France

le témoignage d’une ancienne patiente de Chrysoula Zacharopoulou accusée de viol

Devant le micro de RTL, une ancienne patiente accuse le secrétaire d’Etat au Développement, gynécologue de profession, de l’avoir violée lors d’une consultation en 2018.

Elle s’appelle Lucie. Avec nos confrères de RTL, cette femme a souhaité rester anonyme. Lucy souffre d’endométriose. C’est pourquoi elle a rencontré en 2018 à l’hôpital Bégin de Saint-Mandé (Val de Marne) la secrétaire d’État au Développement, Chrysoula Zacharopoulou, grande spécialiste de la maladie.

Un passage entre les mains d’un gynécologue de profession, qui a laissé des traces. C’est pourquoi elle veut témoigner aujourd’hui. Et pour aider les autres victimes, mais aussi pour prouver qu’elle a déjà condamné ces faits.

“L’impression que j’ai reçu un coup de poing”

Le jour de sa consultation, Lucy se souvient avoir attendu Chrysula Zaharopoulou, qui était en retard. Alors celui-ci arrive en sportswear :

« Sans me regarder dans les yeux, elle m’a demandé d’aller me coucher. Puis, sans me le dire, elle a mis sa main en moi. J’avais l’impression qu’un poing était pressé contre moi, j’avais très mal, mais je n’ai pas pleuré ni crié”, explique Lucy.

Et ajouter des larmes à ses yeux:

“Puis elle m’a dit: ‘Tu dois généralement crier. Tu dois avoir mal, elle pressait, ça faisait très mal. Puis je me suis assis à nouveau. J’ai osé demander s’il était vrai que j’étais stérile. Puis elle a pris mon dossier et m’a dit : “Mais tu ne le fais pas, ma pauvre. “Tu ne comprends rien, tu n’auras pas d’enfants, tu es stérile.” Quand j’ai commencé à pleurer, elle m’a demandé “Pourquoi pleures-tu, je n’en vois pas l’intérêt”.

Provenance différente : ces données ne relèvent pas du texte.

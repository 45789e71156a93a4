use super::*;

use axum::Router;
use axum::http::StatusCode;
use axum::routing::get;

async fn serve(app: Router) -> String {
    let listener = tokio::net::TcpListener::bind("127.0.0.1:0").await.unwrap();
    let addr = listener.local_addr().unwrap();
    tokio::spawn(async move {
        axum::serve(listener, app).await.unwrap();
    });
    addr.to_string()
}

#[test]
fn url_joins_host_and_path() {
    assert_eq!(page_url("example.com", "/a/b"), "http://example.com/a/b");
    assert_eq!(page_url("127.0.0.1:3000", "a"), "http://127.0.0.1:3000/a");
}

#[tokio::test]
async fn fetches_body_of_successful_response() {
    let host = serve(Router::new().route("/blog/x", get(|| async { "<title>X</title>" }))).await;
    let html = HttpFetcher::new(None)
        .unwrap()
        .fetch_html(&host, "/blog/x")
        .await
        .unwrap();
    assert_eq!(html, "<title>X</title>");
}

#[tokio::test]
async fn non_success_status_is_a_fetch_error() {
    let host = serve(Router::new().route(
        "/gone",
        get(|| async { (StatusCode::NOT_FOUND, "nope") }),
    ))
    .await;
    let err = HttpFetcher::new(None)
        .unwrap()
        .fetch_html(&host, "/gone")
        .await
        .unwrap_err();
    assert!(err.is_fetch());
    assert!(err.to_string().contains("404"));
}

#[tokio::test]
async fn unreachable_host_is_a_fetch_error() {
    // Bind then drop to get a port nobody listens on.
    let listener = tokio::net::TcpListener::bind("127.0.0.1:0").await.unwrap();
    let host = listener.local_addr().unwrap().to_string();
    drop(listener);

    let err = HttpFetcher::new(Some(Duration::from_secs(2)))
        .unwrap()
        .fetch_html(&host, "/")
        .await
        .unwrap_err();
    assert!(err.is_fetch());
}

Deux plaintes ont été déposées

Lucy n’a pas porté plainte. Jusqu’à présent, deux femmes ont saisi la justice pour condamner des faits similaires, à savoir des attouchements vaginaux et rectaux sans consentement pour agir à partir de 2016.

Ainsi, la première plainte a été déposée par une ancienne patiente de Chrysula Zaharopoulou le 25 mai pour viol. Une deuxième femme, majeure lors des faits, a également porté plainte le 16 juin.

Une troisième femme, aujourd’hui âgée de 26 ans, a confié mercredi à l’AFP avoir consulté ce gynécologue fin 2016 à propos de problèmes d’endométriose. Elle a expliqué avoir vécu sa consultation “au moins comme une agression sexuelle”, mais n’a pas porté plainte à ce stade. “Je pensais que personne ne me croirait, mais aujourd’hui, c’est différent”, a-t-elle déclaré, ajoutant qu’elle était “réticente” à le faire.

L’enjeu pour la justice sera de comprendre si ces actes médicaux sans consentement peuvent être qualifiés pénalement. L’enquête en cours devra établir la nature des faits, notamment s’il y a eu viol ou violences gynécologiques.

La ministre n’a pas encore parlé des plaintes portées contre elle, a déclaré son avocat dans l’émission du quotidien qu’elle est tenue au secret médical et qu’elle ne peut parler au nom de ses patients.

Chrysoula Zacharopoulou a exercé pendant plusieurs années dans les hôpitaux de Paris (AP-HP), notamment à l’hôpital Tenon.

Le PDG de l’AP-HP, Martin Hirsch, a quant à lui tweeté mercredi qu'”il n’a jamais eu la moindre plainte ou plainte à l’AP-HP contre ce médecin” (Chrysoula Zacharopoulou, ndlr), soulignant qu’elle “se battait pour la souffrance des femmes atteintes d’endométriose”. être mieux soigné et devenir une priorité de santé.